Each drug development undergoes safety tests in order to identify the extent of the possible damages. Drug development typically spans a decade. This includes all phases of clinical trials.
“We will be seeing more drugs being repurposed,” she said.
Shara Cohen, PhD, the chief executive officer and founder of Cancer Care Parcel told Medical News Today that “nourseothricin still kills drug-resistant microorganisms. Nourseothricin attacks microorganisms differently. Ribosome disruption decreases protein synthesis. Nurseothricin’s unique method kills various bacteria, even antibiotic-resistant ones.”
Cohen added that researchers have to keep up with alternatives as more drug resistance emerges.

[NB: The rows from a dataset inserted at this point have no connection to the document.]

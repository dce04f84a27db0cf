//! Money attached to a write.

use crate::error::{CoordinatorError, CoordinatorResult};
use midpanel_core::{Currency, Reseller};
use serde::{Deserialize, Serialize};

/// The price side of a create or renewal.
///
/// A charge is validated in full before any endpoint is contacted, and on
/// success becomes one sale event against the owning reseller. The amount
/// lands on the ledger negated, as a deduction.
#[derive(Debug, Clone, PartialEq, Eq, Serialize, Deserialize)]
pub struct Charge {
    /// Plan price in minor units, before discount.
    pub price_minor: i64,
    /// Discount in minor units, subtracted from the price.
    pub discount_minor: i64,
    /// Currency the amounts are denominated in. Must match the owning
    /// reseller's ledger currency.
    pub currency: Currency,
    /// Free-text description carried onto the ledger event.
    pub description: String,
}

impl Charge {
    /// Creates an undiscounted charge.
    pub fn new(price_minor: i64, currency: Currency, description: impl Into<String>) -> Self {
        Self {
            price_minor,
            discount_minor: 0,
            currency,
            description: description.into(),
        }
    }

    /// Sets the discount.
    #[must_use]
    pub fn with_discount(mut self, discount_minor: i64) -> Self {
        self.discount_minor = discount_minor;
        self
    }

    /// Amount actually owed: price minus discount.
    #[must_use]
    pub fn net_minor(&self) -> i64 {
        self.price_minor - self.discount_minor
    }

    /// Checks the charge against the reseller it will be billed to.
    ///
    /// # Errors
    ///
    /// Returns a validation error for a negative price, a discount outside
    /// `0..=price`, or a currency that differs from the reseller's.
    pub fn validate(&self, reseller: &Reseller) -> CoordinatorResult<()> {
        if self.price_minor < 0 {
            return Err(CoordinatorError::validation("charge price cannot be negative"));
        }
        if self.discount_minor < 0 {
            return Err(CoordinatorError::validation("discount cannot be negative"));
        }
        if self.discount_minor > self.price_minor {
            return Err(CoordinatorError::validation(format!(
                "discount {} exceeds price {}",
                self.discount_minor, self.price_minor
            )));
        }
        if self.currency != reseller.currency {
            return Err(CoordinatorError::validation(format!(
                "charge currency {} does not match {} ledger currency {}",
                self.currency, reseller.name, reseller.currency
            )));
        }
        Ok(())
    }
}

“Nourseothricin’s wide breadth and lack of bacterial resistance makes it promising,” she said. “This medication may aid in multidrug-resistant illness treatment. Examine its effectiveness, use, and side effects.”
Kapusnik-UIner added that microorganism resistance is part of an organism’s natural life cycle and will continue to be a thorn in researchers’ sides.
“We should all look forward to more of this type of research that revisits older compounds that have antimicrobial activity, which includes the ability to inhibit or kill viruses, fungi or bacteria,” Kapusnik-Ulner said. “There are many compounds found in nature or are semi-synthetic – slightly altered from nature – that have been investigated and gone through some of the rigorous development phases.
“Human microbiome research also is an important new strategy to help us to understand good health and help prevent or treat infections of the future,” she said.